Blanca Paloma valora especialmente el compromiso de los aficionados —los benifans— y subraya cuánto influyen en la carrera de los artistas. A la vez, reclama mayor respeto en las opiniones públicas: distingue entre la crítica constructiva y la toxicidad que puede dañar a profesionales cuyo «instrumento» es su propio cuerpo y emociones.
Festivales, política y eurovisión
La artista no rehúye la controversia: fue una de las voces que, en 2025, mostró su desacuerdo con la presencia de Israel en el festival, y defiende que la música no puede desligarse de los derechos humanos. Para ella, la esfera artística está inevitablemente atravesada por la política, especialmente en eventos que representan a países y tienen gran alcance mediático.
Sobre la producción escénica del Benidorm Fest 2026, elogia el trabajo de Sergio Jaén y del equipo creativo, y recuerda su colaboración con Borja Rueda en la coreografía de su actuación. Considera que el festival ha ganado en ambición visual y en capacidad para impulsar carreras, aunque advierte que ganar no es la única medida de éxito: la exposición y el trabajo a largo plazo importan tanto como el primer puesto.
Respecto a los ganadores de la edición —Tony Grox y LucyCalys— muestra optimismo: opina que su propuesta funcionará igualmente fuera del festival y que el verdadero triunfo es poder vivir de la música a lo largo del tiempo.
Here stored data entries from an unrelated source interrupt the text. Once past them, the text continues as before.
use async_graphql_value::Name;
use error::{ErrorPath, ErrorPathSegment};

/// The position of a field in the response tree.
///
/// Backed by a persistent vector: extending the path for a child shares the
/// ancestors instead of copying them.
#[derive(Debug, Clone, Default)]
pub struct QueryPath(im::Vector<QueryPathSegment>);

#[derive(Debug, Clone, PartialEq, Eq)]
pub enum QueryPathSegment {
    Field(Name),
    Index(usize),
}

impl QueryPath {
    pub fn empty() -> Self {
        Self::default()
    }

    #[must_use]
    pub fn child(&self, segment: impl Into<QueryPathSegment>) -> QueryPath {
        let mut path = self.clone();
        path.0.push_back(segment.into());
        path
    }

    pub fn last(&self) -> Option<&QueryPathSegment> {
        self.0.last()
    }

    pub fn iter(&self) -> impl Iterator<Item = &QueryPathSegment> {
        self.0.iter()
    }
}

impl From<Name> for QueryPathSegment {
    fn from(name: Name) -> Self {
        QueryPathSegment::Field(name)
    }
}

impl From<usize> for QueryPathSegment {
    fn from(index: usize) -> Self {
        QueryPathSegment::Index(index)
    }
}

impl From<&QueryPath> for ErrorPath {
    fn from(path: &QueryPath) -> Self {
        path.iter()
            .map(|segment| match segment {
                QueryPathSegment::Field(name) => ErrorPathSegment::from(name.as_str()),
                QueryPathSegment::Index(index) => ErrorPathSegment::from(*index),
            })
            .collect()
    }
}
En lo musical, describe el álbum como un trabajo «a fuego lento», resultado de la resaca emocional tras Eurovisión y de una etapa de experimentación. Su interés es combinar géneros y conservar una voz propia en medio de la presión comercial. Confiesa que, tras firmar con Universal, atravesó distintas situaciones de expectativas externas que la llevaron a cambiar de discográficas antes de cerrar el proyecto.
Sobre la tendencia actual a priorizar singles y consumo rápido, muestra reservas: defiende la necesidad de equilibrio entre las demandas del mercado y la manera de crear de cada artista. Para Blanca Paloma, preservar la esencia personal es clave para no diluir la identidad musical.
Inteligencia artificial: herramienta con límites
En cuanto a la IA, reconoce su potencial como recurso accesible y democratizador, pero reclama normativa que proteja los derechos de autor y evite la explotación de voces y estilos sin compensación. Advierte del riesgo de que la industria favorezca perfiles artificiales frente a carreras de artistas reales y pide leyes claras para garantizar que la tecnología no sustituya la singularidad humana.
Mirando al futuro, la artista se muestra ambiciosa pero prudente: espera que el álbum funcione como carta de presentación más allá de sus canciones festivaleras y que la nominación a los Goya abra nuevas puertas en el cine y la música. Para sus seguidores, promete más lanzamientos y una etapa creativa en la que la coherencia personal será prioridad.
En resumen, 2026 coloca a Blanca Paloma en una encrucijada profesional: consolidar un proyecto artístico propio o dejarse llevar por dinámicas de mercado. Sus próximas decisiones, y el impacto de iniciativas regulatorias en torno a la tecnología, marcarán si su salto se convierte en una trayectoria sostenible.